- _Exercise directions_: In the data that follows, determine how many lines contain the word "inside", and give only that number.

--- Data shown ---

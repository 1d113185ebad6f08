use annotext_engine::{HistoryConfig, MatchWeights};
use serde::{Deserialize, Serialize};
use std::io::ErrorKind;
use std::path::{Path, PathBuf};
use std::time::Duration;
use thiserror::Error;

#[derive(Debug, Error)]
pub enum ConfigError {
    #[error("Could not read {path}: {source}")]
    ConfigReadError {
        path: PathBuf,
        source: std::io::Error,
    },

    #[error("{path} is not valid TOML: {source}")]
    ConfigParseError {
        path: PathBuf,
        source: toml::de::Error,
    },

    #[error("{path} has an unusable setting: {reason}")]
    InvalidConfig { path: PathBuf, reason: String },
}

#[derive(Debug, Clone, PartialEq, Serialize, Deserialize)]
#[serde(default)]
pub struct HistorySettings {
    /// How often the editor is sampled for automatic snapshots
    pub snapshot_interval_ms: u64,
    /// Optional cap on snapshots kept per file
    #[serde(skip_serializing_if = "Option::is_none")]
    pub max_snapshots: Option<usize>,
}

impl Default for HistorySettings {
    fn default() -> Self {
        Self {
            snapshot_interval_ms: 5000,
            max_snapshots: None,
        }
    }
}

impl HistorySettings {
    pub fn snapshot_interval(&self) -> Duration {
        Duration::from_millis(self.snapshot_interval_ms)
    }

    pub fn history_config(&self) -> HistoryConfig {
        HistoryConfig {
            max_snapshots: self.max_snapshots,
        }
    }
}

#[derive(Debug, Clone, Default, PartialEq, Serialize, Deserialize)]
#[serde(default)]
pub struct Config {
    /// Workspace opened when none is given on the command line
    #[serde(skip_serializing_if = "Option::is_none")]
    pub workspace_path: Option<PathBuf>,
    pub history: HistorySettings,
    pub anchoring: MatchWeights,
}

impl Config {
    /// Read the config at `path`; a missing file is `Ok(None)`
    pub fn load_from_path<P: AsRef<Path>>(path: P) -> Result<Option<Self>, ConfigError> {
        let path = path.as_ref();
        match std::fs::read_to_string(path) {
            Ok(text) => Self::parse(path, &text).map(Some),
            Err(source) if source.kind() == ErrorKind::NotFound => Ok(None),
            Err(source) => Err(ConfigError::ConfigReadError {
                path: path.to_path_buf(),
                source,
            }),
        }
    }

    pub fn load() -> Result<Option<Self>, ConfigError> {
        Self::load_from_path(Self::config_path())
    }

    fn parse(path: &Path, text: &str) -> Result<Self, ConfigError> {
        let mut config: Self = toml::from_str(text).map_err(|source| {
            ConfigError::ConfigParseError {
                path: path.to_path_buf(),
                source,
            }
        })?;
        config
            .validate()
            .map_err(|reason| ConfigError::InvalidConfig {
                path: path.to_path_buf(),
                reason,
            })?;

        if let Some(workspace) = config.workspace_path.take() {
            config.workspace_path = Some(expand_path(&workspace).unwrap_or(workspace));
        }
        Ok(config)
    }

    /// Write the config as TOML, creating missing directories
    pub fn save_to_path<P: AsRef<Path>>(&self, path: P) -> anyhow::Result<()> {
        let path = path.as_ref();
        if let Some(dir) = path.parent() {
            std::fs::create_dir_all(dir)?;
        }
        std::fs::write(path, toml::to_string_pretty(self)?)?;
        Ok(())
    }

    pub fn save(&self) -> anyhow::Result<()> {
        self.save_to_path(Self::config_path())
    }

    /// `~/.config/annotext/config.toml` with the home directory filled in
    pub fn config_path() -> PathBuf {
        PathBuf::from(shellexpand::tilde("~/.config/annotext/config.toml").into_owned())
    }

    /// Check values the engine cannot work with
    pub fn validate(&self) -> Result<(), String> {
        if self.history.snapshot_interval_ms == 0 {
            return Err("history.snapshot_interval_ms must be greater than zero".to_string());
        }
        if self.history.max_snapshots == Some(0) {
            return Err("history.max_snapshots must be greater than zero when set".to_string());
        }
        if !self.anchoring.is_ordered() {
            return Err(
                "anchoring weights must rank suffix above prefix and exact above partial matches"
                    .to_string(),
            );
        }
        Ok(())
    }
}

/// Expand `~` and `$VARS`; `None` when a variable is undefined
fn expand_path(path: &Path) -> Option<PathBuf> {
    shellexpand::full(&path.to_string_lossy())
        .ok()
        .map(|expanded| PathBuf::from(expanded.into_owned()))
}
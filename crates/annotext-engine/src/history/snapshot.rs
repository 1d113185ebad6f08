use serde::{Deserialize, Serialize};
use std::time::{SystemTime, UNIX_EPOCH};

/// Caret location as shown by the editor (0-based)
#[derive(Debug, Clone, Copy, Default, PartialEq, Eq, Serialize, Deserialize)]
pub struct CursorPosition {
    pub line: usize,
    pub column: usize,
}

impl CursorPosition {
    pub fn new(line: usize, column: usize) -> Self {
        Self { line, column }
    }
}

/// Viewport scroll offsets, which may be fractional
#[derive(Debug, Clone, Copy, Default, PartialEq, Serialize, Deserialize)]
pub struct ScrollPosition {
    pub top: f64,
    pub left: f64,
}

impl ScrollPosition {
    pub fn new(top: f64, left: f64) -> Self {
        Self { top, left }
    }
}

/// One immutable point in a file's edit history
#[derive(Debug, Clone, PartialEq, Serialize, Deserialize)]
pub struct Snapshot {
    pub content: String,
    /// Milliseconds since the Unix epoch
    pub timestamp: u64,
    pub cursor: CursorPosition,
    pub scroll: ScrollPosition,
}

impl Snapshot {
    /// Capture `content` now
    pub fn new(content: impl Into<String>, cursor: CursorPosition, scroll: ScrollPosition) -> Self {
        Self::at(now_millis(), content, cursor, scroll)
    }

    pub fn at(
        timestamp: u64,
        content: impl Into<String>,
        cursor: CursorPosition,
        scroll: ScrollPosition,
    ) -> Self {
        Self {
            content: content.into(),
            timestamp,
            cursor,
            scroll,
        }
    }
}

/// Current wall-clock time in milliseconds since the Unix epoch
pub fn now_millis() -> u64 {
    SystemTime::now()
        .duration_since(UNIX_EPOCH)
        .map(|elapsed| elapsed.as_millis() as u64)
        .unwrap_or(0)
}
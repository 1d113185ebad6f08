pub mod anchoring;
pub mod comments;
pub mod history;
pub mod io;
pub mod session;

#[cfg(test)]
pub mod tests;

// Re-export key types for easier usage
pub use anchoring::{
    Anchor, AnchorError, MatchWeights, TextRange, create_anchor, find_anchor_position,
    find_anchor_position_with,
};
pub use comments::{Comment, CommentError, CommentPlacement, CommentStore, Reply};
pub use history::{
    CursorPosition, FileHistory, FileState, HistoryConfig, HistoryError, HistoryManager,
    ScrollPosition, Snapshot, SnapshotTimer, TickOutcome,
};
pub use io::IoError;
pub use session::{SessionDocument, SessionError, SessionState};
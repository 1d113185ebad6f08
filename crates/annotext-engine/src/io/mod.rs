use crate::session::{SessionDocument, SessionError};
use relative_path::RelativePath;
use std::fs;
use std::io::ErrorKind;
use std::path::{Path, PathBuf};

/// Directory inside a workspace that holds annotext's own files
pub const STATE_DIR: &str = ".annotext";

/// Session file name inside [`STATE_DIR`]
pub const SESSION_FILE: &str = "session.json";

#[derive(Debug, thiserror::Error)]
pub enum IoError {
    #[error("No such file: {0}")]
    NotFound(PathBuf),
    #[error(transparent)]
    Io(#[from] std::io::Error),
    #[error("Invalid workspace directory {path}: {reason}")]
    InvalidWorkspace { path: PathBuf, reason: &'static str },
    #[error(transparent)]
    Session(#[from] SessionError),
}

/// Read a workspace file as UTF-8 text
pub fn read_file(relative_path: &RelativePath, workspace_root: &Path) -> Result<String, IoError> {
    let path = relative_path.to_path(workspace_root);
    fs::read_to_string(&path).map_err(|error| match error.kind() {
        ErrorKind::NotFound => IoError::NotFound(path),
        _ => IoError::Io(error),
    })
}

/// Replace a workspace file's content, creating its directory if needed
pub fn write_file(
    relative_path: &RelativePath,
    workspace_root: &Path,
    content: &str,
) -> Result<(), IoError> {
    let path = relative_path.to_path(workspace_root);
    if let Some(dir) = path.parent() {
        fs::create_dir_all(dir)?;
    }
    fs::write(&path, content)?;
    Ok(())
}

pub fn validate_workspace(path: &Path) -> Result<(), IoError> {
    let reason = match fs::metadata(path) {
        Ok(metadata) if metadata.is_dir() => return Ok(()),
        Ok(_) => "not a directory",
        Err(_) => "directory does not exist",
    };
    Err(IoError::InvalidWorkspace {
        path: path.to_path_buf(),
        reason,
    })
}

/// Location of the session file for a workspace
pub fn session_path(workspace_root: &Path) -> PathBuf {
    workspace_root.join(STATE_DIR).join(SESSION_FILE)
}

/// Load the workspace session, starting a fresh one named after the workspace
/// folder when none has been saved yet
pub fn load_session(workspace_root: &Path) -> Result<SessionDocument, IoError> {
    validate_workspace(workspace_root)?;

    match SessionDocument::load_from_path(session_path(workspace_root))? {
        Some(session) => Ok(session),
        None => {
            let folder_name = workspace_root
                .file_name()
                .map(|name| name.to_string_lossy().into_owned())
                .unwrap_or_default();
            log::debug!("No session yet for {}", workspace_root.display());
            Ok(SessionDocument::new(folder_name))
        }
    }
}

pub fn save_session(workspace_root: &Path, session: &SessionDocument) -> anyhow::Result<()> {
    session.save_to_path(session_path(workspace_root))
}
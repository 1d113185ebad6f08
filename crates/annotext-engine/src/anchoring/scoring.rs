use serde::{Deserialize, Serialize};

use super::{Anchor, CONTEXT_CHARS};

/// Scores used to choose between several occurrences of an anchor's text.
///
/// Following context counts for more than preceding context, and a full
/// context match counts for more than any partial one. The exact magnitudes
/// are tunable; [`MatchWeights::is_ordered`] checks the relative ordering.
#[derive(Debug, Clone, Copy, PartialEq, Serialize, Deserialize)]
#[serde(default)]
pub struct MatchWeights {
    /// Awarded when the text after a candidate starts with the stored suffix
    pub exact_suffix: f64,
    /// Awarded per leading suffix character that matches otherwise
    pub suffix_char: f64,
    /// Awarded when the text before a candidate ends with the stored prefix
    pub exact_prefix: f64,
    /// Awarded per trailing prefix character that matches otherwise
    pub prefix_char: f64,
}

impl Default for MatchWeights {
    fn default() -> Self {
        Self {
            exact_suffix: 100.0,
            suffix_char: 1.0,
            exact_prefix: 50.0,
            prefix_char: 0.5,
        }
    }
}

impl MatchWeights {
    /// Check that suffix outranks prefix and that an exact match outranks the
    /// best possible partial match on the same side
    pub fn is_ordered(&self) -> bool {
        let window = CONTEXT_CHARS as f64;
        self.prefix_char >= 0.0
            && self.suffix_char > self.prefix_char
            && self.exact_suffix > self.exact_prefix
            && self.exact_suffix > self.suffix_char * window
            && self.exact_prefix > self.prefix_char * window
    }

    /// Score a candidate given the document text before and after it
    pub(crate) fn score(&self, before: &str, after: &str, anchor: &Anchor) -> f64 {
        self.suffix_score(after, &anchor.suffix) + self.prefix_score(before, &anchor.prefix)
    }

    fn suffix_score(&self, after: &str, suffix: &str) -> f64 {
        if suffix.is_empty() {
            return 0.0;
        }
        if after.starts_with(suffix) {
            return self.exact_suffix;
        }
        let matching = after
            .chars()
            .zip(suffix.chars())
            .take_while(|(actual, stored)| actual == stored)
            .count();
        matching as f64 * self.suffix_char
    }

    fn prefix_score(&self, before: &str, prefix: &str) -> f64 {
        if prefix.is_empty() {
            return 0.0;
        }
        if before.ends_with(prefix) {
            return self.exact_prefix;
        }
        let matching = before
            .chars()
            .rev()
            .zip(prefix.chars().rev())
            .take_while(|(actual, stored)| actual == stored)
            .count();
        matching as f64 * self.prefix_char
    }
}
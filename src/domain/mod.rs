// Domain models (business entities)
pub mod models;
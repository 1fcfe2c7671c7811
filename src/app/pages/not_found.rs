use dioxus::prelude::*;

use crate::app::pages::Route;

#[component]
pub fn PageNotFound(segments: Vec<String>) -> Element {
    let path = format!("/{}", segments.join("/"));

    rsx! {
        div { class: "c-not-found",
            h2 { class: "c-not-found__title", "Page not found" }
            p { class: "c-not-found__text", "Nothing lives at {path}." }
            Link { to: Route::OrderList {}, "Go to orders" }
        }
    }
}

---

- _Answer to this task_: 2